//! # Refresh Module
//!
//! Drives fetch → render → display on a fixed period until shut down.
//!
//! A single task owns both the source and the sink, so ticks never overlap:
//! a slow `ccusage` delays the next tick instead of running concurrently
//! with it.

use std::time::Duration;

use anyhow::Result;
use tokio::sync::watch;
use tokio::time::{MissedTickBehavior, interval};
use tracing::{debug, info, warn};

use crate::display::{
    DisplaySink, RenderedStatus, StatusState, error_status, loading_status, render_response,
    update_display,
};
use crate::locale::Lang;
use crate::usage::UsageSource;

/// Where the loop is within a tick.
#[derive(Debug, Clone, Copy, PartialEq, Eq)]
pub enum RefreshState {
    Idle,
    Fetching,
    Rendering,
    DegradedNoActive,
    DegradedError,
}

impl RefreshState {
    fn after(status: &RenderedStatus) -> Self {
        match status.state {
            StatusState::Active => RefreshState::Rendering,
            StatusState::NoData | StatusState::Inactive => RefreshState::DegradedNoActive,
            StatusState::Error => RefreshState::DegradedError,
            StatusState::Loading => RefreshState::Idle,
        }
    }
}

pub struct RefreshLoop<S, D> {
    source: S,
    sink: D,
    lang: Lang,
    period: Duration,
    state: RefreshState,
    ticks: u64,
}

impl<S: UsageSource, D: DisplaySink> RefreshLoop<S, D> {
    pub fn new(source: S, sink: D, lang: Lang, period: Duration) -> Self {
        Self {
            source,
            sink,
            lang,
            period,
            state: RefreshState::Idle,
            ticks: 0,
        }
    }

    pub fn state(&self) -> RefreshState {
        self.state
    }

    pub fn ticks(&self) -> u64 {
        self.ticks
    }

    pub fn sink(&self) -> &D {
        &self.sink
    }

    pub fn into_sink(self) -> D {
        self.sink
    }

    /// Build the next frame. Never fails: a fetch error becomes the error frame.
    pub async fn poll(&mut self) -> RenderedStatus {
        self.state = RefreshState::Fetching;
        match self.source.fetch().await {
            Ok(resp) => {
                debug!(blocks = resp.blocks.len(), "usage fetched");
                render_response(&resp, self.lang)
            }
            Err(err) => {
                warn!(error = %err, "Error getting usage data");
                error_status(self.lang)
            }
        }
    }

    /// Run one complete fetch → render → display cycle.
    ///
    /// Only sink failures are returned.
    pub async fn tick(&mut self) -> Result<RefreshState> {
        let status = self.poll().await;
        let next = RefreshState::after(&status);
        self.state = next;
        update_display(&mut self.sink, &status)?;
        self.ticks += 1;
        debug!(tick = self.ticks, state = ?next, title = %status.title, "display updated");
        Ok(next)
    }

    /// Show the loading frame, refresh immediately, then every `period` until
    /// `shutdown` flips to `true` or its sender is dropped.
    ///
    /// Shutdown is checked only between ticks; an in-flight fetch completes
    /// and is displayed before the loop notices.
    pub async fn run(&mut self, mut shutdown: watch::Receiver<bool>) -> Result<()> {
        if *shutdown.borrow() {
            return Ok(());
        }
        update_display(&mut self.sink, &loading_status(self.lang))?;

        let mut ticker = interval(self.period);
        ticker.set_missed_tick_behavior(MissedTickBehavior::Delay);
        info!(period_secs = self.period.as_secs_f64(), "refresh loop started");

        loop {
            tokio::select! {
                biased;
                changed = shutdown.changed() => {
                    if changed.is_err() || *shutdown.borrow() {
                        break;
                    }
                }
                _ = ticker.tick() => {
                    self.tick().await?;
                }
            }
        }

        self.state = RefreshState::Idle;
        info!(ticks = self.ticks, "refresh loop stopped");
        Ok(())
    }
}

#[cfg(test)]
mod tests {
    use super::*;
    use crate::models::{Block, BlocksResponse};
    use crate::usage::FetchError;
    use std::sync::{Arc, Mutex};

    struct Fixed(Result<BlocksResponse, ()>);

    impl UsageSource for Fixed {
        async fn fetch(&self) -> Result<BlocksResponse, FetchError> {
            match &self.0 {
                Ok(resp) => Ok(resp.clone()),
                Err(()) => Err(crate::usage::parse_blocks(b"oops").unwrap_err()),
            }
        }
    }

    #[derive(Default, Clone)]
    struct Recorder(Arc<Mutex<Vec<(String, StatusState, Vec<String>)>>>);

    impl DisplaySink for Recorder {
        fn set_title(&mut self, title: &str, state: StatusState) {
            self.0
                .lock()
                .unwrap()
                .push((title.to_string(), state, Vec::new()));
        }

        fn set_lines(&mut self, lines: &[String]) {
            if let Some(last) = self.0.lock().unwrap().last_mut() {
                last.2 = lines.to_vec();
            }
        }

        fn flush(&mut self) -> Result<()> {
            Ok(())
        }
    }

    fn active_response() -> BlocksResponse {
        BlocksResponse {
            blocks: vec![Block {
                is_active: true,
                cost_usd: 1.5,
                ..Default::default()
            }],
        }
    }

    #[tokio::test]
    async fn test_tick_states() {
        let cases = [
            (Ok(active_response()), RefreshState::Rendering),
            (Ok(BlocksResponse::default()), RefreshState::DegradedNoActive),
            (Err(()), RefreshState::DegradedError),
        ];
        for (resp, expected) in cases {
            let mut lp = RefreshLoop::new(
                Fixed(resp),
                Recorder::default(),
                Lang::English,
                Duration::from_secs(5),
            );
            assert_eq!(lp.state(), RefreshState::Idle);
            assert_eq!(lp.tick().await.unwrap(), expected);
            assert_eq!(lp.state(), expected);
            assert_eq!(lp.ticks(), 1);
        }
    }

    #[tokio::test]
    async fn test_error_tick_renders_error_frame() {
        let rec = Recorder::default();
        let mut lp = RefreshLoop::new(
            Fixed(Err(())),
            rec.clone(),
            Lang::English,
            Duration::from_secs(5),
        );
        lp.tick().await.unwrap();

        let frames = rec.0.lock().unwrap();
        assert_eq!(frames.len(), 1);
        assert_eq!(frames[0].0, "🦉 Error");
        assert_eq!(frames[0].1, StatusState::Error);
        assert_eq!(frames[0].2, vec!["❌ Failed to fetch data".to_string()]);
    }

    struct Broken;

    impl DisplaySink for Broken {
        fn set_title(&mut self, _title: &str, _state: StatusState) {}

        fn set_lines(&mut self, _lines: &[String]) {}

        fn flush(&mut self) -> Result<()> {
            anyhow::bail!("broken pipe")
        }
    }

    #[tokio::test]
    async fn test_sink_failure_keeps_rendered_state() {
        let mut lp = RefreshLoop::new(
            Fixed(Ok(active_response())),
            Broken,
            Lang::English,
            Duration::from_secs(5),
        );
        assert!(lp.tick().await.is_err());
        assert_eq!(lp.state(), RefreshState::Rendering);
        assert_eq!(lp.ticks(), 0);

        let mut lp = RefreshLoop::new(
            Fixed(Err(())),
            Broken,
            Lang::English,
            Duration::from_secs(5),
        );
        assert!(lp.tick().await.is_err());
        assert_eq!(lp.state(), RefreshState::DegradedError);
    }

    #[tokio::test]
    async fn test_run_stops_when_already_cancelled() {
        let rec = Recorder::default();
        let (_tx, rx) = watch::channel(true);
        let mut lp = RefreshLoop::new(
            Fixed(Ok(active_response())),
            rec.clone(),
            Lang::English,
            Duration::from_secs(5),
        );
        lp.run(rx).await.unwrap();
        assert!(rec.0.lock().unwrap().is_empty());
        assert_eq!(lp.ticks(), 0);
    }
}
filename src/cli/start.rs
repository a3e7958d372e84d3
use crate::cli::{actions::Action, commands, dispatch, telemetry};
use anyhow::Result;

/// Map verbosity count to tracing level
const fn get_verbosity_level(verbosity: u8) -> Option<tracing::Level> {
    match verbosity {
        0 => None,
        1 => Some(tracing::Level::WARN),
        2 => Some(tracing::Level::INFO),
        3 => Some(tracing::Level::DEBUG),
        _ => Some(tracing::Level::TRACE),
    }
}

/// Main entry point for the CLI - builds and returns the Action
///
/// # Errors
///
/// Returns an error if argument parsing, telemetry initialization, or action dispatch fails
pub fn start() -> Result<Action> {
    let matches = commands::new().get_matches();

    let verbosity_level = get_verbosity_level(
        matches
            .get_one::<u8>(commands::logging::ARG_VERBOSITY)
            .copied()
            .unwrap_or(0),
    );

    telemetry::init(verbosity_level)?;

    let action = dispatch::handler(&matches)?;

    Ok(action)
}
========
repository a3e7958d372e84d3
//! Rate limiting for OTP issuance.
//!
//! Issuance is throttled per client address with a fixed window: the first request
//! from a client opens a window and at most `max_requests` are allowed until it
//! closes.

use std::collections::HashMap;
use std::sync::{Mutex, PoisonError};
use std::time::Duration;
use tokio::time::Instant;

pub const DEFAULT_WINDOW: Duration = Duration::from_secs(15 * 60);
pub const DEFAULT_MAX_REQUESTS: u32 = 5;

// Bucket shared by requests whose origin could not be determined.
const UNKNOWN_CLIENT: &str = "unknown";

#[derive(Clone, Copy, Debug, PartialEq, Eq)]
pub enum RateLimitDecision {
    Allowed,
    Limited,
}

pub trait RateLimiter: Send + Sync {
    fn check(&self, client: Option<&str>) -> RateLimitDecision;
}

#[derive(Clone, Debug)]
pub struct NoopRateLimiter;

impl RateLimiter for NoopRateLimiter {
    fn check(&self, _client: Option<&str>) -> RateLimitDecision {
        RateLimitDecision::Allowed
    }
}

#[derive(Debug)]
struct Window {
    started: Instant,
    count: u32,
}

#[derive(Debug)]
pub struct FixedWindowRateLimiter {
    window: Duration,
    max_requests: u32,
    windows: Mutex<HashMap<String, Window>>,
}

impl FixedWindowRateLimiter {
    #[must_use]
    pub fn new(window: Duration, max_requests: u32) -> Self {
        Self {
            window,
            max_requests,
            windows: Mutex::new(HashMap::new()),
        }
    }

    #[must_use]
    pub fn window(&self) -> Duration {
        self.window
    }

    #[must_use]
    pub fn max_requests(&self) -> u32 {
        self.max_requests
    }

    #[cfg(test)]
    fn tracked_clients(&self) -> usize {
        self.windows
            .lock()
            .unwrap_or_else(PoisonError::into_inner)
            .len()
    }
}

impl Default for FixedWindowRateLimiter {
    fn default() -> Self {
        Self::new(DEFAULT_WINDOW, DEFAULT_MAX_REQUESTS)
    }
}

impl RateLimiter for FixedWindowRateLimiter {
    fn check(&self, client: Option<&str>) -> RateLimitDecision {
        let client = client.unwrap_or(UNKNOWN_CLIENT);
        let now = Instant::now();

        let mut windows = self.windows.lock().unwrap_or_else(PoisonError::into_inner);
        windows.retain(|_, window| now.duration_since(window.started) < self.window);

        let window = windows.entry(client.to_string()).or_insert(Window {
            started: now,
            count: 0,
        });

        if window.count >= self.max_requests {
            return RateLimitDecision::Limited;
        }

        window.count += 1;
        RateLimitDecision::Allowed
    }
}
========
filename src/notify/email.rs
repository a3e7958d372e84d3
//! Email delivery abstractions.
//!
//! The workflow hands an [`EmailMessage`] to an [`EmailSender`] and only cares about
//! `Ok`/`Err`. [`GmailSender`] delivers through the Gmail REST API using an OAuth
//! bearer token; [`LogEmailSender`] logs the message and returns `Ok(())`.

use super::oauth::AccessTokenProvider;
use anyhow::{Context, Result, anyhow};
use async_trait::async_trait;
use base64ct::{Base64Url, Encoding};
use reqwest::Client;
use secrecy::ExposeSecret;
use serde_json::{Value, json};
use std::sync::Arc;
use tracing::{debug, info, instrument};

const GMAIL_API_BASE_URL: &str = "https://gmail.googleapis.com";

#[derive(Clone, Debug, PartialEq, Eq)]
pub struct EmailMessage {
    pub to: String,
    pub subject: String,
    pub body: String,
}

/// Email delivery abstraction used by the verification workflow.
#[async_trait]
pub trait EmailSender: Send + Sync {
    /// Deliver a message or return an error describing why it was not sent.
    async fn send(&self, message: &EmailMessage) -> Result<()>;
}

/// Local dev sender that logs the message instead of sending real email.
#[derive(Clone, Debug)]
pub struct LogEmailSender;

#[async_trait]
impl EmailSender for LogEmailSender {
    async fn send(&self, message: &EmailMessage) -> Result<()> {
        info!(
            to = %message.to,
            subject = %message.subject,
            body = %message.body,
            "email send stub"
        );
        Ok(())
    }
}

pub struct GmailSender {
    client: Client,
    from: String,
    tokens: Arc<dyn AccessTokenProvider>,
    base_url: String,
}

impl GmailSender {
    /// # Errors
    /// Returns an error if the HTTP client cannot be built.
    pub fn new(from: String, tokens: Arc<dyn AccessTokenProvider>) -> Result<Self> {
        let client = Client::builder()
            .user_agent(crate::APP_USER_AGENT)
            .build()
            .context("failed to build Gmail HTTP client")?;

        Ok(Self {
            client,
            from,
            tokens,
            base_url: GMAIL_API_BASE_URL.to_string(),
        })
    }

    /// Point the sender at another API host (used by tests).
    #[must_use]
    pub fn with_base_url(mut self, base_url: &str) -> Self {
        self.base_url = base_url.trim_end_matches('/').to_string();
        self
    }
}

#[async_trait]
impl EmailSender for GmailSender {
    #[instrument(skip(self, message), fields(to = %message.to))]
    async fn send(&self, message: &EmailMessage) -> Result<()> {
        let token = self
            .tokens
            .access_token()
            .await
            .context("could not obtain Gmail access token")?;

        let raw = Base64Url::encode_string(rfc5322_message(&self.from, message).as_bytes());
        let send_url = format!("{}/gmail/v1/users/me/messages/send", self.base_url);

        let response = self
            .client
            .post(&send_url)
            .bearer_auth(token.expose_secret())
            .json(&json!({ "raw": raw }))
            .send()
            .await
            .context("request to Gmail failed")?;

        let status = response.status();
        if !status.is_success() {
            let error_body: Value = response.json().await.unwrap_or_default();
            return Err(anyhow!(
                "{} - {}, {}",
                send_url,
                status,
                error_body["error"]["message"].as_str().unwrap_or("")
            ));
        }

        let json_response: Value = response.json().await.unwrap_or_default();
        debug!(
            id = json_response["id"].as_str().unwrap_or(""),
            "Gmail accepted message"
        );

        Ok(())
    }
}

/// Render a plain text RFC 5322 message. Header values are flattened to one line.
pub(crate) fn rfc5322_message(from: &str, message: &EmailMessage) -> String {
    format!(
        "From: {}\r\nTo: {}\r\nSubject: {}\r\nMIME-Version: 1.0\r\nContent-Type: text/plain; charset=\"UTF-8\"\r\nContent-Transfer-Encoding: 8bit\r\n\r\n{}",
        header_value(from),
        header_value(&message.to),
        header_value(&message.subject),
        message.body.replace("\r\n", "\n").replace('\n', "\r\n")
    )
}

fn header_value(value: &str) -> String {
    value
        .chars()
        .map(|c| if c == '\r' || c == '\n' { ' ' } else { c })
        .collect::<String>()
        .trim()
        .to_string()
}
========
### What you have to do
Look over the material and return every line where the word "Idle" is found.

### Response for this exercise
    Idle,
            StatusState::Loading => RefreshState::Idle,
            state: RefreshState::Idle,
        self.state = RefreshState::Idle;
            assert_eq!(lp.state(), RefreshState::Idle);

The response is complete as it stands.